Carlo Brignardello is a Principal with CresaPartners, a national corporate real estate advisory and brokerage firm that exclusively represents tenants/space users by providing fully integrated real estate services. Mr. Brignardello has spent his 21-year business career representing corporate clients and users of office and industrial space on a local and national basis. He has completed several million square feet of lease and purchase/sale transactions on behalf of his corporate clients across the country. Mr. Brignardello and CresaPartners choose not to represent landlords which avoids any potential for conflict of interest.
CresaPartners’ corporate services include strategic planning, site selection-incentives, transaction services (leases/purchases), dispositions (subleases/sales), project management, lease administration, capital markets and facility management. With over 50 offices in North America, CresaPartners is the largest pure tenant representation firm in the U.S.
Office Leases & Strategic Planning
A Common Oversight by Tenants
Most companies and management teams have in the past negotiated an office lease or been part of a relocation of their offices. This event often only occurs every five years (as five years is a typical lease term that landlords like to secure) and most tenants working on a new lease have a real estate broker representing them. For the most part, tenants do a good job (or at least try hard) in securing the typical business points that landlords and real estate brokers are used to negotiating – rental rate including any increases, operating and tax expenses including caps and exclusions, parking rights and charges, tenant improvement allowances, length of the lease term, options to extend, expansion rights, limiting or removing landlord’s relocation rights, and a few other ones.
Nevertheless, in spite of market conditions, we sometimes see that tenants did not in fact secure the most favorable typical business points in a lease. What we see too often afterwards is that tenants did not implement a “strategic approach” during the project of dealing with a new lease. A new lease can be part of a tenant not relocating (lease extension, early lease restructure and extension, lease renewal option, etc.), or a tenant relocating to a new facility. In either case, the tenant should follow the same rigorous and strategic approach in order to ensure a successful project.
When it comes to securing a new lease, strategic planning includes several key components:
Leverage – No matter what the market conditions are, landlords do not like to have their existing tenants relocate out of their buildings as it is too costly for them to re-tenant the vacant space. They will typically sit empty for a few months, have a construction period to remodel the space, and often provide free rent to attract the new tenant. The construction costs for a new tenant are often higher than those for a tenant already occupying the space. Also, an existing tenant is a proven-paying customer for the landlord; does the landlord know the financial strength of the future tenant? Understand the landlord’s existing debt structure in the building or his portfolio. Is the loan coming due soon? Know the other tenants in the building and the expiration of other leases. Is another tenant in the building expanding, shrinking, or relocating, and when? Always having a relocation alternative (the landlord does not need to know that the tenant does not really want to relocate) is very important. These and other points should be quantified and qualified, and will play a key role in creating the optimum leverage during discussions with a landlord, and if properly negotiated, would yield a better result for the tenant.

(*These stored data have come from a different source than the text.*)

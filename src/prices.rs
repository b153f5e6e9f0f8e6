// 💲 Reference Prices - item number → reference unit price
//
// A price report lists estimated or referential unit prices per item. When
// applied to an items sheet it replaces each matching item's unit price, and
// the line total is then unit price × quantity.

use crate::items::{item_number, read_csv_text, sniff_delimiter, LineItem};
use crate::money::parse_amount;
use crate::text::normalize;
use anyhow::{bail, Context, Result};
use serde::{Deserialize, Serialize};
use std::collections::BTreeMap;
use std::fs::File;
use std::io::Read;
use std::path::Path;
use tracing::{debug, warn};

#[derive(Debug, Clone, PartialEq, Default, Serialize, Deserialize)]
pub struct ReferencePrices {
    prices: BTreeMap<u64, f64>,
}

impl ReferencePrices {
    pub fn new() -> Self {
        ReferencePrices::default()
    }

    /// Later pairs for the same item replace earlier ones
    pub fn from_pairs<I>(pairs: I) -> Self
    where
        I: IntoIterator<Item = (u64, f64)>,
    {
        ReferencePrices {
            prices: pairs.into_iter().collect(),
        }
    }

    pub fn from_path<P: AsRef<Path>>(path: P) -> Result<Self> {
        let file = File::open(path.as_ref())
            .with_context(|| format!("Failed to open price report: {:?}", path.as_ref()))?;
        ReferencePrices::from_reader(file)
            .with_context(|| format!("Failed to load price report: {:?}", path.as_ref()))
    }

    /// Read a `;` or `,` delimited report whose first row is the header.
    /// Rows without a readable item number or price are skipped; the last
    /// row for a repeated item wins.
    pub fn from_reader<R: Read>(reader: R) -> Result<Self> {
        let content = read_csv_text(reader)?;
        let mut rdr = csv::ReaderBuilder::new()
            .flexible(true)
            .delimiter(sniff_delimiter(&content))
            .trim(csv::Trim::All)
            .from_reader(content.as_bytes());

        let headers: Vec<String> = rdr
            .headers()
            .context("Failed to read price report header row")?
            .iter()
            .map(normalize)
            .collect();

        let (col_item, col_price) = match detect_columns(&headers) {
            Some(cols) => cols,
            None => bail!("price report has no item number and unit price columns"),
        };

        let mut prices = BTreeMap::new();
        let mut skipped = 0usize;

        for (line, record) in rdr.records().enumerate() {
            let record =
                record.with_context(|| format!("Failed to read price report row {}", line + 2))?;

            let item = record.get(col_item).and_then(item_number);
            let price = record.get(col_price).and_then(parse_amount);
            match (item, price) {
                (Some(item), Some(price)) => {
                    prices.insert(item, price);
                }
                _ => skipped += 1,
            }
        }

        if prices.is_empty() {
            warn!("price report has no usable rows");
        }
        debug!(prices = prices.len(), skipped, "reference prices loaded");

        Ok(ReferencePrices { prices })
    }

    pub fn get(&self, item: u64) -> Option<f64> {
        self.prices.get(&item).copied()
    }

    pub fn len(&self) -> usize {
        self.prices.len()
    }

    pub fn is_empty(&self) -> bool {
        self.prices.is_empty()
    }

    /// Set the unit price of every item with a reference price and drop its
    /// line total, so the total follows the reference price. Returns how
    /// many items were repriced.
    pub fn apply(&self, items: &mut [LineItem]) -> usize {
        let mut applied = 0;
        for item in items.iter_mut() {
            if let Some(price) = item.item_number().and_then(|n| self.get(n)) {
                item.unit_price = Some(price);
                item.total_price = None;
                applied += 1;
            }
        }
        debug!(applied, items = items.len(), "reference prices applied");
        applied
    }
}

/// Item column: `numero`, `nro`, `item...` or anything containing
/// `numero`. Price column: a unit price header, preferring an estimated or
/// referential one.
fn detect_columns(headers: &[String]) -> Option<(usize, usize)> {
    let item = headers.iter().position(|h| {
        h == "numero" || h == "nro" || h.starts_with("item") || h.contains("numero")
    })?;

    let is_unit_price = |h: &String| h.contains("precio") && h.contains("unit");
    let price = headers
        .iter()
        .position(|h| is_unit_price(h) && (h.contains("estim") || h.contains("ref")))
        .or_else(|| headers.iter().position(is_unit_price))?;

    Some((item, price))
}

// ============================================================================
// TESTS
// ============================================================================

#[cfg(test)]
mod tests {
    use super::*;

    #[test]
    fn test_semicolon_report() {
        let data = "\
Nro;Descripción;Precio Unitario;Precio Unitario Referencial
1;Cable;1.000;\"1.100,50\"
2;Bomba;2.000;2.500.000
x;Firma;;
3;Tablero;;
";
        let prices = ReferencePrices::from_reader(data.as_bytes()).unwrap();
        assert_eq!(prices.len(), 2);
        assert_eq!(prices.get(1), Some(1100.5));
        assert_eq!(prices.get(2), Some(2_500_000.0));
        assert_eq!(prices.get(3), None);
    }

    #[test]
    fn test_comma_report_first_unit_price_column() {
        let data = "Item,Precio Unitario,Precio Total\n1,500,1000\n1,600,1200\n";
        let prices = ReferencePrices::from_reader(data.as_bytes()).unwrap();
        // repeated item: the last row wins
        assert_eq!(prices.get(1), Some(600.0));
    }

    #[test]
    fn test_missing_columns() {
        let data = "Descripcion;Precio Total\nCable;100\n";
        let err = ReferencePrices::from_reader(data.as_bytes()).unwrap_err();
        assert!(err.to_string().contains("unit price"));

        assert!(ReferencePrices::from_path("/nonexistent/prices.csv").is_err());
    }

    #[test]
    fn test_detect_columns() {
        let headers: Vec<String> = ["numero de item", "precio unitario", "precio unitario estimado"]
            .iter()
            .map(|h| h.to_string())
            .collect();
        assert_eq!(detect_columns(&headers), Some((0, 2)));
    }

    #[test]
    fn test_apply_reprices_matching_items() {
        let prices = ReferencePrices::from_pairs(vec![(1, 550.0), (3, 20.0)]);
        let mut items = vec![
            LineItem::new("1", "Cable").with_quantity(2.0).with_total_price(999.0),
            LineItem::new("2", "Bomba").with_quantity(1.0).with_total_price(777.0),
        ];

        assert_eq!(prices.apply(&mut items), 1);
        assert_eq!(items[0].unit_price, Some(550.0));
        assert_eq!(items[0].resolved_total(), 1100.0);
        assert_eq!(items[1].resolved_total(), 777.0);
    }
}
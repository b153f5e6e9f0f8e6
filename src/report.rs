// 📊 Batch Report - costed items plus run metadata and totals

use crate::allocation::CostBreakdown;
use crate::classifier::ItemCategory;
use crate::items::SheetHeading;
use crate::money::{format_thousands, Amount};
use crate::pipeline::ItemCosting;
use chrono::{DateTime, Utc};
use serde::{Deserialize, Serialize};
use sha2::{Digest, Sha256};
use uuid::Uuid;

/// Field-wise sums over a batch
#[derive(Debug, Clone, Copy, PartialEq, Eq, Default, Serialize, Deserialize)]
pub struct BatchTotals {
    pub cu_iva: Amount,
    pub iva: Amount,
    pub cu: Amount,
    pub cdt: Amount,
    pub gg: Amount,
    pub bel: Amount,
    pub a: Amount,
    pub b: Amount,
    pub d: Amount,
    pub e: Amount,
    pub f: Amount,
}

impl BatchTotals {
    fn add(&mut self, b: &CostBreakdown) {
        self.cu_iva = self.cu_iva.saturating_add(b.cu_iva);
        self.iva = self.iva.saturating_add(b.iva);
        self.cu = self.cu.saturating_add(b.cu);
        self.cdt = self.cdt.saturating_add(b.cdt);
        self.gg = self.gg.saturating_add(b.gg);
        self.bel = self.bel.saturating_add(b.bel);
        self.a = self.a.saturating_add(b.a);
        self.b = self.b.saturating_add(b.b);
        self.d = self.d.saturating_add(b.d);
        self.e = self.e.saturating_add(b.e);
        self.f = self.f.saturating_add(b.f);
    }
}

#[derive(Debug, Clone, Copy, PartialEq, Eq, Default, Serialize, Deserialize)]
pub struct CategoryCounts {
    pub materials: usize,
    pub labor: usize,
    pub ambiguous: usize,
}

impl CategoryCounts {
    pub fn get(&self, category: ItemCategory) -> usize {
        match category {
            ItemCategory::Materials => self.materials,
            ItemCategory::Labor => self.labor,
            ItemCategory::Ambiguous => self.ambiguous,
        }
    }

    fn bump(&mut self, category: ItemCategory) {
        match category {
            ItemCategory::Materials => self.materials += 1,
            ItemCategory::Labor => self.labor += 1,
            ItemCategory::Ambiguous => self.ambiguous += 1,
        }
    }
}

#[derive(Debug, Clone, Serialize, Deserialize)]
pub struct BatchReport {
    pub run_id: Uuid,
    pub generated_at: DateTime<Utc>,

    /// Tender title and lot text of the source sheet, blank when unknown
    #[serde(default)]
    pub heading: SheetHeading,

    pub items: Vec<ItemCosting>,
    pub category_counts: CategoryCounts,

    /// Items that fell back to the catalog default entry
    pub default_matches: usize,

    pub totals: BatchTotals,

    /// SHA-256 over every item's breakdown fingerprint, in order. Equal
    /// inputs give equal digests across runs.
    pub digest: String,
}

impl BatchReport {
    pub fn new(items: Vec<ItemCosting>) -> Self {
        let mut category_counts = CategoryCounts::default();
        let mut totals = BatchTotals::default();
        let mut default_matches = 0;
        let mut hasher = Sha256::new();

        for costed in &items {
            category_counts.bump(costed.category);
            totals.add(&costed.breakdown);
            if costed.matched.is_default {
                default_matches += 1;
            }
            hasher.update(costed.item.as_bytes());
            hasher.update(costed.breakdown.fingerprint().as_bytes());
        }

        BatchReport {
            run_id: Uuid::new_v4(),
            generated_at: Utc::now(),
            heading: SheetHeading::default(),
            items,
            category_counts,
            default_matches,
            totals,
            digest: format!("{:x}", hasher.finalize()),
        }
    }

    pub fn with_heading(mut self, heading: SheetHeading) -> Self {
        self.heading = heading;
        self
    }

    pub fn len(&self) -> usize {
        self.items.len()
    }

    pub fn is_empty(&self) -> bool {
        self.items.is_empty()
    }

    /// Items whose breakdown breaks a sum identity (should always be empty)
    pub fn unbalanced(&self) -> Vec<&ItemCosting> {
        self.items.iter().filter(|c| !c.breakdown.is_balanced()).collect()
    }

    pub fn summary(&self) -> String {
        format!(
            "{} items ({} materials, {} labor, {} ambiguous) | CU+IVA {} | CDT {} | {} default catalog matches",
            self.items.len(),
            self.category_counts.materials,
            self.category_counts.labor,
            self.category_counts.ambiguous,
            format_thousands(self.totals.cu_iva),
            format_thousands(self.totals.cdt),
            self.default_matches
        )
    }
}

// ============================================================================
// TESTS
// ============================================================================
// 🏷️ Item Classifier - Rules as Data
// Decides whether a line item is materials, labor or ambiguous from its description

use crate::text::normalize;
use anyhow::{Context as AnyhowContext, Result};
use serde::{Deserialize, Serialize};
use std::fmt;
use std::fs;
use std::path::Path;

// ============================================================================
// ITEM CATEGORY
// ============================================================================

/// Cost category of a line item. Selects the split ratios used by the
/// allocation engine.
#[derive(Debug, Clone, Copy, PartialEq, Eq, Hash, Serialize, Deserialize)]
#[serde(rename_all = "lowercase")]
pub enum ItemCategory {
    /// Supply only, no labor component
    Materials,

    /// Work only, no materials component
    Labor,

    /// Anything the rules cannot place (conservative default)
    Ambiguous,
}

impl ItemCategory {
    pub const ALL: [ItemCategory; 3] = [
        ItemCategory::Materials,
        ItemCategory::Labor,
        ItemCategory::Ambiguous,
    ];

    pub fn as_str(&self) -> &'static str {
        match self {
            ItemCategory::Materials => "materials",
            ItemCategory::Labor => "labor",
            ItemCategory::Ambiguous => "ambiguous",
        }
    }

    /// Parse a category label leniently. Unknown labels fall back to
    /// `Ambiguous`, never an error.
    pub fn from_label(label: &str) -> Self {
        match label.trim().to_lowercase().as_str() {
            "materials" | "materiales" | "material" | "mat" => ItemCategory::Materials,
            "labor" | "mano de obra" | "mano_obra" | "manoobra" | "mo" | "mano-obra" => {
                ItemCategory::Labor
            }
            _ => ItemCategory::Ambiguous,
        }
    }

    /// True when the item carries a labor line (B may be non-zero).
    pub fn has_labor(&self) -> bool {
        !matches!(self, ItemCategory::Materials)
    }

    /// True when the item carries a materials line (E may be non-zero).
    pub fn has_materials(&self) -> bool {
        !matches!(self, ItemCategory::Labor)
    }
}

impl Default for ItemCategory {
    fn default() -> Self {
        ItemCategory::Ambiguous
    }
}

impl fmt::Display for ItemCategory {
    fn fmt(&self, f: &mut fmt::Formatter<'_>) -> fmt::Result {
        f.write_str(self.as_str())
    }
}

// ============================================================================
// RULE DEFINITION
// ============================================================================

/// Keyword rules. Prefix rules are checked before keyword rules and the
/// first hit wins; there is no scoring.
#[derive(Debug, Clone, PartialEq, Serialize, Deserialize)]
#[serde(default)]
pub struct ClassifierRules {
    /// A description starting with one of these is `Materials`
    /// (two spellings to tolerate a common misspelling)
    pub provision_prefixes: Vec<String>,

    /// A description containing one of these is `Labor`
    pub labor_keywords: Vec<String>,
}

impl Default for ClassifierRules {
    fn default() -> Self {
        ClassifierRules {
            provision_prefixes: vec!["provision de".to_string(), "provicion de".to_string()],
            labor_keywords: [
                "mano de obra",
                "montaje",
                "desmontaje",
                "instalacion",
                "colocacion",
                "retiro",
                "reemplazo",
                "mantenimiento",
                "reparacion",
            ]
            .iter()
            .map(|k| k.to_string())
            .collect(),
        }
    }
}

impl ClassifierRules {
    /// Same rules with every pattern normalized, blanks removed.
    fn normalized(&self) -> ClassifierRules {
        fn prepare(patterns: &[String]) -> Vec<String> {
            patterns
                .iter()
                .map(|p| normalize(p))
                .filter(|p| !p.is_empty())
                .collect()
        }

        ClassifierRules {
            provision_prefixes: prepare(&self.provision_prefixes),
            labor_keywords: prepare(&self.labor_keywords),
        }
    }
}

// ============================================================================
// CLASSIFICATION RESULT
// ============================================================================

#[derive(Debug, Clone, PartialEq, Serialize, Deserialize)]
pub struct Classification {
    pub category: ItemCategory,

    /// Normalized prefix or keyword that fired, `None` for the default
    pub matched_rule: Option<String>,
}

impl Default for Classification {
    fn default() -> Self {
        Classification {
            category: ItemCategory::Ambiguous,
            matched_rule: None,
        }
    }
}

// ============================================================================
// CLASSIFIER
// ============================================================================

#[derive(Debug, Clone)]
pub struct TextClassifier {
    rules: ClassifierRules,
}

impl TextClassifier {
    /// Classifier with the built-in rules
    pub fn new() -> Self {
        TextClassifier::from_rules(&ClassifierRules::default())
    }

    pub fn from_rules(rules: &ClassifierRules) -> Self {
        TextClassifier {
            rules: rules.normalized(),
        }
    }

    /// Load rules from JSON file
    pub fn from_file<P: AsRef<Path>>(path: P) -> Result<Self> {
        let content = fs::read_to_string(path.as_ref())
            .with_context(|| format!("Failed to read classifier rules: {:?}", path.as_ref()))?;

        let rules: ClassifierRules =
            serde_json::from_str(&content).context("Failed to parse classifier rules JSON")?;

        Ok(TextClassifier::from_rules(&rules))
    }

    pub fn rules(&self) -> &ClassifierRules {
        &self.rules
    }

    pub fn classify(&self, description: &str) -> ItemCategory {
        self.classify_with_rule(description).category
    }

    /// Classify and report which rule decided it
    pub fn classify_with_rule(&self, description: &str) -> Classification {
        let text = normalize(description);

        if let Some(prefix) = self
            .rules
            .provision_prefixes
            .iter()
            .find(|p| text.starts_with(p.as_str()))
        {
            return Classification {
                category: ItemCategory::Materials,
                matched_rule: Some(prefix.clone()),
            };
        }

        if let Some(keyword) = self
            .rules
            .labor_keywords
            .iter()
            .find(|k| text.contains(k.as_str()))
        {
            return Classification {
                category: ItemCategory::Labor,
                matched_rule: Some(keyword.clone()),
            };
        }

        Classification::default()
    }
}

impl Default for TextClassifier {
    fn default() -> Self {
        Self::new()
    }
}

/// Classify with the built-in rules
pub fn classify(description: &str) -> ItemCategory {
    TextClassifier::new().classify(description)
}

// ============================================================================
// TESTS
// ============================================================================
// 📥 Line Items - per-item inputs, the CSV sheet loader and item selection

use crate::money::parse_amount;
use crate::text::normalize;
use anyhow::{anyhow, Context, Result};
use serde::{Deserialize, Serialize};
use std::collections::BTreeSet;
use std::fs::File;
use std::io::Read;
use std::path::Path;
use tracing::{debug, warn};

/// How many leading rows may precede the header row (title, lot name, ...)
const HEADER_SEARCH_ROWS: usize = 10;

/// Rows above the header searched for the tender title
const TITLE_SEARCH_ROWS: usize = 5;

/// Rows above the header searched for the lot text
const LOT_SEARCH_ROWS: usize = 15;

/// Lines looked at when guessing the delimiter
const SNIFF_LINES: usize = 20;

/// Widest range accepted in an item selection
const MAX_SELECTION_SPAN: u64 = 100_000;

// ============================================================================
// LINE ITEM
// ============================================================================

#[derive(Debug, Clone, PartialEq, Default, Serialize, Deserialize)]
pub struct LineItem {
    /// Item number as written in the source
    pub item: String,

    pub description: String,

    pub quantity: Option<f64>,

    /// Tax-inclusive unit price
    pub unit_price: Option<f64>,

    /// Tax-inclusive line total
    pub total_price: Option<f64>,
}

impl LineItem {
    pub fn new(item: &str, description: &str) -> Self {
        LineItem {
            item: item.trim().to_string(),
            description: description.trim().to_string(),
            ..LineItem::default()
        }
    }

    pub fn with_quantity(mut self, quantity: f64) -> Self {
        self.quantity = Some(quantity);
        self
    }

    pub fn with_unit_price(mut self, unit_price: f64) -> Self {
        self.unit_price = Some(unit_price);
        self
    }

    pub fn with_total_price(mut self, total_price: f64) -> Self {
        self.total_price = Some(total_price);
        self
    }

    /// Tax-inclusive total: the line total if present, else unit price ×
    /// quantity, else 0. Non-finite values count as absent.
    pub fn resolved_total(&self) -> f64 {
        let finite = |v: Option<f64>| v.filter(|x| x.is_finite());

        if let Some(total) = finite(self.total_price) {
            return total;
        }
        match (finite(self.unit_price), finite(self.quantity)) {
            (Some(price), Some(qty)) => price * qty,
            _ => 0.0,
        }
    }

    pub fn quantity_or_zero(&self) -> f64 {
        self.quantity.filter(|q| q.is_finite()).unwrap_or(0.0)
    }

    pub fn item_number(&self) -> Option<u64> {
        item_number(&self.item)
    }
}

// ============================================================================
// SHEET
// ============================================================================

/// Free text found above the header row
#[derive(Debug, Clone, PartialEq, Eq, Default, Serialize, Deserialize)]
pub struct SheetHeading {
    /// Tender title ("Ítems del llamado ...")
    pub title: String,

    /// Lot or group line ("Lote 1 - ...")
    pub lot: String,
}

impl SheetHeading {
    /// Scan the rows above the header. The title is the first cell naming
    /// the tender's items, else the very first cell; the lot is the first
    /// cell mentioning a lot or group.
    fn detect(rows: &[csv::StringRecord]) -> Self {
        let cells = |limit: usize| {
            rows.iter()
                .take(limit)
                .flat_map(|r| r.iter())
                .map(str::trim)
                .filter(|c| !c.is_empty())
        };

        let title = cells(TITLE_SEARCH_ROWS)
            .find(|c| {
                let norm = normalize(c);
                norm.contains("items del llamado") || norm.contains("item del llamado")
            })
            .or_else(|| rows.first().and_then(|r| r.get(0)).map(str::trim))
            .unwrap_or("")
            .to_string();

        let lot = cells(LOT_SEARCH_ROWS)
            .find(|c| {
                let norm = normalize(c);
                norm.contains("lote") || norm.contains("grupo")
            })
            .unwrap_or("")
            .to_string();

        SheetHeading { title, lot }
    }
}

#[derive(Debug, Clone, PartialEq, Default, Serialize, Deserialize)]
pub struct ItemSheet {
    pub heading: SheetHeading,
    pub items: Vec<LineItem>,
}

// ============================================================================
// CSV LOADER
// ============================================================================

#[derive(Debug, Default)]
struct ItemColumns {
    description: usize,
    item: Option<usize>,
    quantity: Option<usize>,
    unit_price: Option<usize>,
    total_price: Option<usize>,
}

impl ItemColumns {
    /// Locate columns in a header row; `None` if there is no description
    fn detect(headers: &[String]) -> Option<Self> {
        let description = headers
            .iter()
            .position(|h| h.contains("descripcion") || h.contains("description"))?;

        let find = |pred: &dyn Fn(&str) -> bool| headers.iter().position(|h| pred(h));
        let is_price = |h: &str| h.contains("precio") || h.contains("price");

        Some(ItemColumns {
            description,
            item: find(&|h| h == "item" || h.starts_with("item ")),
            quantity: find(&|h| matches!(h, "cantidad" | "quantity" | "qty")),
            unit_price: find(&|h| is_price(h) && h.contains("unit")),
            total_price: find(&|h| is_price(h) && h.contains("total")),
        })
    }
}

/// Item numbers are plain integers; anything else (signature lines,
/// footers) is not an item row.
fn is_valid_item_number(raw: &str) -> bool {
    let trimmed = raw.trim();
    if trimmed.is_empty() {
        return false;
    }
    if trimmed.chars().all(|c| c.is_ascii_digit()) {
        return true;
    }
    // spreadsheets export whole numbers as "3.0"
    matches!(trimmed.parse::<f64>(), Ok(v) if v.fract() == 0.0 && v >= 0.0)
}

pub fn load_items_csv<P: AsRef<Path>>(path: P) -> Result<Vec<LineItem>> {
    Ok(load_item_sheet_csv(path)?.items)
}

/// Read line items from CSV. The header row is the first of the leading
/// rows that has a description column; rows above it are ignored.
pub fn load_items<R: Read>(reader: R) -> Result<Vec<LineItem>> {
    Ok(load_item_sheet(reader)?.items)
}

pub fn load_item_sheet_csv<P: AsRef<Path>>(path: P) -> Result<ItemSheet> {
    let file = File::open(path.as_ref())
        .with_context(|| format!("Failed to open items file: {:?}", path.as_ref()))?;
    load_item_sheet(file).with_context(|| format!("Failed to load items: {:?}", path.as_ref()))
}

/// Read a whole items sheet: the heading texts above the header row and
/// the item rows below it. `;` and `,` delimited files are both accepted.
pub fn load_item_sheet<R: Read>(reader: R) -> Result<ItemSheet> {
    let content = read_csv_text(reader)?;
    let mut rdr = csv::ReaderBuilder::new()
        .has_headers(false)
        .flexible(true)
        .delimiter(sniff_delimiter(&content))
        .trim(csv::Trim::All)
        .from_reader(content.as_bytes());

    let records: Vec<csv::StringRecord> = rdr
        .records()
        .collect::<std::result::Result<_, _>>()
        .context("Failed to read items CSV")?;

    let (header_row, columns) = records
        .iter()
        .take(HEADER_SEARCH_ROWS)
        .enumerate()
        .find_map(|(i, record)| {
            let headers: Vec<String> = record.iter().map(normalize).collect();
            ItemColumns::detect(&headers).map(|c| (i, c))
        })
        .ok_or_else(|| anyhow!("no header row with a Description column"))?;

    let heading = SheetHeading::detect(&records[..header_row]);

    let mut items = Vec::new();
    let mut skipped = 0usize;

    for (offset, record) in records.iter().skip(header_row + 1).enumerate() {
        let cell = |col: Option<usize>| col.and_then(|i| record.get(i)).unwrap_or("");

        let description = cell(Some(columns.description));
        if description.is_empty() {
            skipped += 1;
            continue;
        }

        let item = match columns.item {
            Some(_) => {
                let raw = cell(columns.item);
                if !is_valid_item_number(raw) {
                    skipped += 1;
                    continue;
                }
                raw.to_string()
            }
            None => (offset + 1).to_string(),
        };

        items.push(LineItem {
            item,
            description: description.to_string(),
            quantity: parse_amount(cell(columns.quantity)),
            unit_price: parse_amount(cell(columns.unit_price)),
            total_price: parse_amount(cell(columns.total_price)),
        });
    }

    if items.is_empty() {
        warn!("items file has a header row but no item rows");
    }
    debug!(items = items.len(), skipped, title = heading.title.as_str(), "line items loaded");

    Ok(ItemSheet { heading, items })
}

/// Whole input as text. Invalid UTF-8 is replaced rather than rejected and
/// a leading byte order mark is dropped.
pub(crate) fn read_csv_text<R: Read>(mut reader: R) -> Result<String> {
    let mut bytes = Vec::new();
    reader.read_to_end(&mut bytes).context("Failed to read CSV input")?;
    let text = String::from_utf8_lossy(&bytes);
    Ok(text.trim_start_matches('\u{feff}').to_string())
}

/// `;` or `,`, whichever occurs more often outside quotes in the first
/// lines. Ties (including neither) pick `;`, the usual export delimiter.
pub(crate) fn sniff_delimiter(content: &str) -> u8 {
    let mut semicolons = 0usize;
    let mut commas = 0usize;
    let mut quoted = false;

    for c in content.lines().take(SNIFF_LINES).flat_map(|line| line.chars()) {
        match c {
            '"' => quoted = !quoted,
            ';' if !quoted => semicolons += 1,
            ',' if !quoted => commas += 1,
            _ => {}
        }
    }

    if commas > semicolons {
        b','
    } else {
        b';'
    }
}

// ============================================================================
// ITEM SELECTION
// ============================================================================

/// First run of digits in a cell: `"12"`, `"3.0"` and `"Item 3"` all name
/// an item.
pub fn item_number(raw: &str) -> Option<u64> {
    let digits: String = raw
        .chars()
        .skip_while(|c| !c.is_ascii_digit())
        .take_while(|c| c.is_ascii_digit())
        .collect();
    digits.parse().ok()
}

/// Parse an item selection such as `"3, 11-15, 18"` into sorted, distinct
/// item numbers. Reversed ranges are swapped; unreadable parts are skipped.
pub fn parse_item_selection(text: &str) -> Vec<u64> {
    let compact: String = text.chars().filter(|c| !c.is_whitespace()).collect();
    let mut selected = BTreeSet::new();

    for part in compact.split(',').filter(|p| !p.is_empty()) {
        match part.split_once('-') {
            Some((from, to)) => {
                let (from, to) = match (item_number(from), item_number(to)) {
                    (Some(a), Some(b)) if a <= b => (a, b),
                    (Some(a), Some(b)) => (b, a),
                    _ => continue,
                };
                if to - from >= MAX_SELECTION_SPAN {
                    warn!(range = part, "item range too wide, skipped");
                    continue;
                }
                selected.extend(from..=to);
            }
            None => {
                if let Some(n) = item_number(part) {
                    selected.insert(n);
                }
            }
        }
    }

    selected.into_iter().collect()
}

/// Keep the items whose number is in `selection`, in their original order
pub fn select_items(items: Vec<LineItem>, selection: &[u64]) -> Vec<LineItem> {
    items
        .into_iter()
        .filter(|item| {
            item.item_number()
                .map_or(false, |n| selection.binary_search(&n).is_ok())
        })
        .collect()
}

// ============================================================================
// TESTS
// ============================================================================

Flexibility - Most landlords, of course, want long-term leases such as five, seven, or ten years. They can use this for refinancing purposes, better income stability, and improving asset value. While that is great for the landlord, how does a long-term lease fit within the plans of the tenant? Most companies business plans are for no longer than three years. While there are benefits in or sometimes the need to sign a longer lease term, securing favorable terms in a down market like the one we currently have, or a location that cannot be easily relocated due to infrastructure costs by the tenant, having “flexibility” in a lease term can save tenants enormous amounts of money.
Aligning the business plan of the company with the lease term should be goal number one. Industry reports state that over 30% of companies that signed 10-year leases do not complete their lease term often due to growth, attrition, or a merger and acquisition. If there is a need or requirement to sign a longer term lease, the tenant must try to secure a Lease Termination Option. Most landlords and their brokers would quickly say no to this. But if properly integrated and presented during negotiations most often than not a “Right to Terminate the Lease” can be secured.
Budget and Schedule - Having a thorough budget & schedule well in advance of the signing of a lease can avoid costly surprises and headaches for the tenant. Starting the project far enough in advance will ensure having adequate time to integrate leverage into the overall strategy, as well as having sufficient time to define the size of the space based on current and future employee headcount, design the space, secure permits, and construct the tenant improvements. Although typical budgets include the estimated costs for tenant improvements, what they often miss are costs associated with the lack of infrastructure or deficiencies of the building’s shell & core (electrical, HVAC, code compliance, etc.) Completing detailed due diligence in the target buildings as part of the process would minimize costly pitfalls in this arena.
It is often said that the cost of a lease is the second most expensive line item for a company aside from human resources costs, so tenants must take a strategic approach to ensure the best results.